The play falls down in between these moments. While the emotion is convincing, the writing rarely is. The play tells the story of Emily Halloran, a modern Dickensian character who has gone mad due to some combination of social media, childhood trauma and the perils of being a woman. The story begins on Emily’s fifth month of livestreaming her mental breakdown from a hotel room. A viral sensation, she will wear, eat and say whatever her audience wants to make them happy. While the final straw before her breakdown is never explicitly revealed, her abusive ex-fiancé insists on shoving a camera in her face whenever she goes, exploiting her for online social capital. The one clear message I understood from this play was that social media, in every circumstance, is bad, and we should all be very afraid of it.
This striking lack of nuance continues as the play progresses. After a close relationship with her father, Emily falls into a toxic relationship with a man who she explicitly says reminds her of him. The reliance on the madwoman trope of “daddy issues” makes it difficult to empathise with Emily. As well as this, its historically misogynistic connotations left me feeling uncomfortable. This is not to say that no woman has ever sought out a relationship because it reminds her of her parents. However, this trope was included in the performance in a formulaic manner that lacked nuance.
This is one of many stories we hear from Emily. While they’re generally told engagingly, the strong performance is a hard-fought battle against a chronically weak script. The formula – woman does something shocking for livestream, shocking thing evokes unpleasant memory, memory is recounted to livestream – repeats seemingly ad infinitum until the piece ends. It seems to be attempting to justify Emily’s madness to its audience, gathering pieces of evidence as replacement for any real empathy towards the character.

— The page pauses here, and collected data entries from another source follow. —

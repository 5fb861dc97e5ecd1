use std::sync::Arc;

use anyhow::anyhow;
use fieldsync_core::{
    is_cancellable, CaptureInput, EvidenceRecord, PatchOutcome, RecordId, RecordPatch, RecordStatus,
};
use fieldsync_storage::{RecordStore, StorageError, StoreResult};
use tokio::sync::{watch, Mutex};
use tracing::{debug, info};

/// Ordered view of the whole queue as of one read of the store.
#[derive(Clone, Debug, Default)]
pub struct QueueSnapshot {
    /// Bumped on every publication; observers never see it go backwards.
    pub generation: u64,
    pub records: Arc<Vec<EvidenceRecord>>,
}

impl QueueSnapshot {
    pub fn count(&self, status: RecordStatus) -> usize {
        self.records.iter().filter(|r| r.status == status).count()
    }

    /// Records still waiting on a successful upload.
    pub fn outstanding(&self) -> usize {
        self.records.iter().filter(|r| !r.status.is_terminal()).count()
    }

    pub fn find(&self, id: &RecordId) -> Option<&EvidenceRecord> {
        self.records.iter().find(|r| &r.id == id)
    }
}

#[derive(Clone, Copy, Debug, PartialEq, Eq)]
pub enum CancelOutcome {
    Removed,
    Missing,
    /// An upload attempt is running; the record is left alone.
    InFlight,
    /// Already delivered; use the cleanup sweep instead.
    Synced,
}

/// The only entry point the application uses for queued evidence.
///
/// Cheap to clone. Every mutating call republishes the snapshot before it
/// returns.
#[derive(Clone)]
pub struct EvidenceQueue {
    inner: Arc<Inner>,
}

struct Inner {
    store: Arc<dyn RecordStore>,
    tx: watch::Sender<QueueSnapshot>,
    /// Serializes read+publish so publications keep store order.
    generation: Mutex<u64>,
}

impl EvidenceQueue {
    pub fn new(store: Arc<dyn RecordStore>) -> Self {
        let (tx, _rx) = watch::channel(QueueSnapshot::default());
        Self {
            inner: Arc::new(Inner {
                store,
                tx,
                generation: Mutex::new(0),
            }),
        }
    }

    pub fn subscribe(&self) -> watch::Receiver<QueueSnapshot> {
        self.inner.tx.subscribe()
    }

    /// Last published snapshot (may predate writes made by other pages).
    pub fn snapshot(&self) -> QueueSnapshot {
        self.inner.tx.borrow().clone()
    }

    async fn blocking<R, F>(&self, f: F) -> StoreResult<R>
    where
        F: FnOnce(&dyn RecordStore) -> StoreResult<R> + Send + 'static,
        R: Send + 'static,
    {
        let store = self.inner.store.clone();
        tokio::task::spawn_blocking(move || f(store.as_ref()))
            .await
            .map_err(|e| StorageError::Backend(anyhow!("store task failed: {e}")))?
    }

    pub async fn add(&self, input: CaptureInput) -> StoreResult<EvidenceRecord> {
        let record = self.blocking(move |s| s.create(input)).await?;
        info!(record = %record.id, job = %record.job_id, milestone = %record.milestone_id, "queued evidence");
        self.refresh().await?;
        Ok(record)
    }

    pub async fn update(&self, id: &RecordId, patch: RecordPatch) -> StoreResult<PatchOutcome> {
        let id = id.clone();
        let outcome = self.blocking(move |s| s.patch(&id, &patch)).await?;
        self.refresh().await?;
        Ok(outcome)
    }

    pub async fn remove(&self, id: &RecordId) -> StoreResult<bool> {
        let id = id.clone();
        let removed = self.blocking(move |s| s.remove(&id)).await?;
        self.refresh().await?;
        Ok(removed)
    }

    /// Abandon a record that is not mid-upload.
    pub async fn cancel(&self, id: &RecordId) -> StoreResult<CancelOutcome> {
        let id = id.clone();
        let outcome = self
            .blocking(move |s| {
                let Some(current) = s.get(&id)? else {
                    return Ok(CancelOutcome::Missing);
                };
                if !is_cancellable(current.status) {
                    return Ok(match current.status {
                        RecordStatus::Synced => CancelOutcome::Synced,
                        _ => CancelOutcome::InFlight,
                    });
                }
                Ok(if s.remove(&id)? { CancelOutcome::Removed } else { CancelOutcome::Missing })
            })
            .await?;
        if outcome == CancelOutcome::Removed {
            self.refresh().await?;
        }
        Ok(outcome)
    }

    pub async fn get(&self, id: &RecordId) -> StoreResult<Option<EvidenceRecord>> {
        let id = id.clone();
        self.blocking(move |s| s.get(&id)).await
    }

    pub async fn list_by_status(&self, statuses: &[RecordStatus]) -> StoreResult<Vec<EvidenceRecord>> {
        let statuses = statuses.to_vec();
        self.blocking(move |s| s.list_by_status(&statuses)).await
    }

    /// Pending and failed records, oldest first.
    pub async fn pending_work(&self) -> StoreResult<Vec<EvidenceRecord>> {
        self.list_by_status(&[RecordStatus::Pending, RecordStatus::Error]).await
    }

    /// Drop delivered records and their payloads.
    pub async fn cleanup_synced(&self) -> StoreResult<usize> {
        let removed = self
            .blocking(|s| s.remove_where(&|status| status == RecordStatus::Synced))
            .await?;
        self.refresh().await?;
        Ok(removed)
    }

    /// Re-read the store and publish. Safe to call redundantly.
    pub async fn refresh(&self) -> StoreResult<QueueSnapshot> {
        let mut generation = self.inner.generation.lock().await;
        let records = self.blocking(|s| s.list_all()).await?;
        *generation += 1;
        let snapshot = QueueSnapshot {
            generation: *generation,
            records: Arc::new(records),
        };
        debug!(generation = snapshot.generation, records = snapshot.records.len(), "published queue snapshot");
        self.inner.tx.send_replace(snapshot.clone());
        Ok(snapshot)
    }
}

#[cfg(test)]
mod tests {
    use super::*;
    use fieldsync_storage::InMemoryRecordStore;

    fn input(name: &str) -> CaptureInput {
        CaptureInput::from_bytes("j1", "m1", name, "image/jpeg", name.as_bytes().to_vec())
    }

    fn queue() -> (EvidenceQueue, Arc<InMemoryRecordStore>) {
        let store = Arc::new(InMemoryRecordStore::new());
        (EvidenceQueue::new(store.clone()), store)
    }

    #[tokio::test]
    async fn add_publishes_before_returning() {
        let (q, _) = queue();
        let rx = q.subscribe();
        let rec = q.add(input("a")).await.unwrap();
        let snap = rx.borrow().clone();
        assert_eq!(snap.records.len(), 1);
        assert_eq!(snap.find(&rec.id).map(|r| r.status), Some(RecordStatus::Pending));
    }

    #[tokio::test]
    async fn update_and_remove_refresh_observers() {
        let (q, _) = queue();
        let rec = q.add(input("a")).await.unwrap();
        q.update(&rec.id, RecordPatch::uploading()).await.unwrap();
        assert_eq!(q.snapshot().count(RecordStatus::Uploading), 1);
        assert!(q.remove(&rec.id).await.unwrap());
        assert!(q.snapshot().records.is_empty());
    }

    #[tokio::test]
    async fn refresh_is_idempotent_and_generation_grows() {
        let (q, _) = queue();
        q.add(input("a")).await.unwrap();
        let s1 = q.refresh().await.unwrap();
        let s2 = q.refresh().await.unwrap();
        assert_eq!(s1.records, s2.records);
        assert!(s2.generation > s1.generation);
    }

    #[tokio::test]
    async fn concurrent_refreshes_never_publish_backwards() {
        let (q, _) = queue();
        let mut rx = q.subscribe();
        let mut handles = vec![];
        for i in 0..8 {
            let q = q.clone();
            handles.push(tokio::spawn(async move {
                q.add(input(&format!("f{i}"))).await.unwrap();
                q.refresh().await.unwrap();
            }));
        }
        let mut last_gen = 0;
        let mut last_len = 0;
        for h in handles {
            h.await.unwrap();
            if rx.has_changed().unwrap() {
                let snap = rx.borrow_and_update().clone();
                assert!(snap.generation >= last_gen);
                assert!(snap.records.len() >= last_len);
                last_gen = snap.generation;
                last_len = snap.records.len();
            }
        }
        assert_eq!(q.refresh().await.unwrap().records.len(), 8);
    }

    #[tokio::test]
    async fn cancel_respects_in_flight_and_synced() {
        let (q, _) = queue();
        let a = q.add(input("a")).await.unwrap();
        let b = q.add(input("b")).await.unwrap();
        q.update(&b.id, RecordPatch::uploading()).await.unwrap();

        assert_eq!(q.cancel(&b.id).await.unwrap(), CancelOutcome::InFlight);
        q.update(&b.id, RecordPatch::synced("https://x/b", 1)).await.unwrap();
        assert_eq!(q.cancel(&b.id).await.unwrap(), CancelOutcome::Synced);

        assert_eq!(q.cancel(&a.id).await.unwrap(), CancelOutcome::Removed);
        assert_eq!(q.cancel(&a.id).await.unwrap(), CancelOutcome::Missing);
        assert_eq!(q.snapshot().records.len(), 1);
    }

    #[tokio::test]
    async fn storage_unavailable_surfaces_to_caller() {
        let (q, store) = queue();
        store.set_unavailable(true);
        let err = q.add(input("a")).await.unwrap_err();
        assert!(err.is_unavailable());
        assert!(q.refresh().await.unwrap_err().is_unavailable());
    }

    #[tokio::test]
    async fn pending_work_is_oldest_first_and_skips_in_flight() {
        let (q, _) = queue();
        let a = q.add(input("a")).await.unwrap();
        let b = q.add(input("b")).await.unwrap();
        let c = q.add(input("c")).await.unwrap();
        q.update(&b.id, RecordPatch::uploading()).await.unwrap();
        q.update(&a.id, RecordPatch::uploading()).await.unwrap();
        q.update(&a.id, RecordPatch::failed("offline")).await.unwrap();
        let ids: Vec<_> = q.pending_work().await.unwrap().into_iter().map(|r| r.id).collect();
        assert_eq!(ids, vec![a.id, c.id]);
    }

    #[tokio::test]
    async fn outstanding_counts_everything_short_of_synced() {
        let (q, _) = queue();
        let a = q.add(input("a")).await.unwrap();
        let b = q.add(input("b")).await.unwrap();
        q.update(&a.id, RecordPatch::uploading()).await.unwrap();
        q.update(&a.id, RecordPatch::synced("https://x/a", 1)).await.unwrap();
        q.update(&b.id, RecordPatch::uploading()).await.unwrap();
        let snap = q.snapshot();
        assert_eq!(snap.outstanding(), 1);
        assert_eq!(snap.count(RecordStatus::Synced), 1);
    }
}
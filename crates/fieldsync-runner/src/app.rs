use std::path::{Path, PathBuf};
use std::sync::Arc;

use anyhow::{Context, Result};
use fieldsync_core::{CaptureInput, EvidenceRecord, RecordId, RecordPatch, RecordStatus};
use fieldsync_platform::{ClientConnection, Platform};
use fieldsync_queue::{DrainReport, EvidenceQueue, FsUploader, StaticToken, SyncOrchestrator};
use fieldsync_storage_sqlite::SqliteRecordStore;
use fieldsync_worker::BackgroundWorker;
use tracing::{info, warn};

use crate::{Config, Page};

pub type DevicePage = Page<FsUploader, StaticToken>;

/// A device-local evidence queue rooted at a directory.
pub struct FieldSync {
    pub repo_root: PathBuf,
    pub cfg: Config,
    pub queue: EvidenceQueue,
}

impl FieldSync {
    pub fn open(repo_root: PathBuf) -> Result<Self> {
        let cfg_path = Config::config_path(&repo_root);
        let cfg = if cfg_path.exists() {
            Config::load_from(&cfg_path)?
        } else {
            let cfg = Config::default_for_repo(project_id(&repo_root));
            cfg.save_to(&cfg_path)?;
            cfg
        };

        let db_path = cfg.db_path(&repo_root);
        let store = SqliteRecordStore::open_with_timeout(&db_path, cfg.busy_timeout())
            .with_context(|| format!("open evidence store {}", db_path.display()))?;
        let queue = EvidenceQueue::new(Arc::new(store));
        Ok(Self { repo_root, cfg, queue })
    }

    pub fn init_repo(repo_root: &Path) -> Result<()> {
        let cfg_path = Config::config_path(repo_root);
        let cfg = if cfg_path.exists() {
            Config::load_from(&cfg_path)?
        } else {
            let cfg = Config::default_for_repo(project_id(repo_root));
            cfg.save_to(&cfg_path)?;
            cfg
        };
        // create db
        let _ = SqliteRecordStore::open(&cfg.db_path(repo_root))?;
        Ok(())
    }

    pub fn uploader(&self) -> FsUploader {
        FsUploader::new(self.cfg.upload_root(), self.cfg.upload.base_url.clone())
    }

    pub fn tokens(&self) -> StaticToken {
        StaticToken::from_env(&self.cfg.upload.token_env)
    }

    pub fn orchestrator(&self) -> SyncOrchestrator<FsUploader, StaticToken> {
        SyncOrchestrator::new(self.queue.clone(), self.uploader(), self.tokens())
            .with_purge_synced(self.cfg.purge_synced())
    }

    pub async fn capture(&self, input: CaptureInput) -> Result<EvidenceRecord> {
        Ok(self.queue.add(input).await?)
    }

    /// Records left in `uploading` by a process that died mid-attempt never
    /// get picked up again; mark them failed so the next drain retries them.
    /// Only sound while no other context is draining this store.
    pub async fn recover_interrupted(&self) -> Result<usize> {
        let mut recovered = 0;
        for record in self.queue.list_by_status(&[RecordStatus::Uploading]).await? {
            let patch = RecordPatch::failed("upload interrupted before completion");
            if self.queue.update(&record.id, patch).await?.is_applied() {
                warn!(record = %record.id, "recovered interrupted upload");
                recovered += 1;
            }
        }
        Ok(recovered)
    }

    /// Explicit user retry: drain pending and failed records right now,
    /// without waiting for a wake-up.
    pub async fn retry_now(&self) -> Result<DrainReport> {
        self.recover_interrupted().await?;
        Ok(self.orchestrator().drain().await?)
    }

    pub async fn mount_page(&self, platform: &Platform) -> Result<(DevicePage, ClientConnection)> {
        Page::mount(
            platform,
            format!("file://{}", self.repo_root.display()),
            self.orchestrator(),
            &self.cfg.sync.tag,
            self.cfg.always_fallback(),
        )
        .await
    }

    /// One full sync cycle in-process: bring up a worker and a page, go
    /// online, and let the wake-up drive the drain.
    pub async fn sync_once(&self) -> Result<DrainReport> {
        self.recover_interrupted().await?;
        let platform = Platform::new(true);
        BackgroundWorker::install(&platform, 1, &self.cfg.sync.tag).await?;
        let (page, mut conn) = self.mount_page(&platform).await?;

        let fired = platform.set_online(true).await;
        let woken = fired.iter().any(|d| matches!(d.outcome, Ok(n) if n > 0));
        let report = match (woken, conn.inbox.try_recv()) {
            (true, Ok(message)) => page.handle_message(message).await?,
            _ => page.on_online().await?.unwrap_or_default(),
        };
        page.close().await?;
        info!(synced = report.synced, failed = report.failed, "sync cycle finished");
        Ok(report)
    }

    pub async fn get(&self, id: &RecordId) -> Result<Option<EvidenceRecord>> {
        Ok(self.queue.get(id).await?)
    }
}

fn project_id(repo_root: &Path) -> &str {
    repo_root.file_name().and_then(|s| s.to_str()).unwrap_or("device")
}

It’s easy to tell what Kelleher was going for when they wrote this play. Not for the first time in theatre history, an attempt is made to delve into a psyche and discover what makes the mad person mad. However, when no novel or important story is being told, it just feels like gawking at the mad lady. At its best, Gone Full Havisham is an uncanny look at what disintegrates when someone stays in the same hotel room for five months. But at its worst, this play is something more sinister: a group of people paying to be shocked by the concept of mental illness. Gone Full Havisham runs at Bewleys cafe theatre until February 1st. Tickets start from €8, and can be purchased at the Bewleys Cafe Theatre website.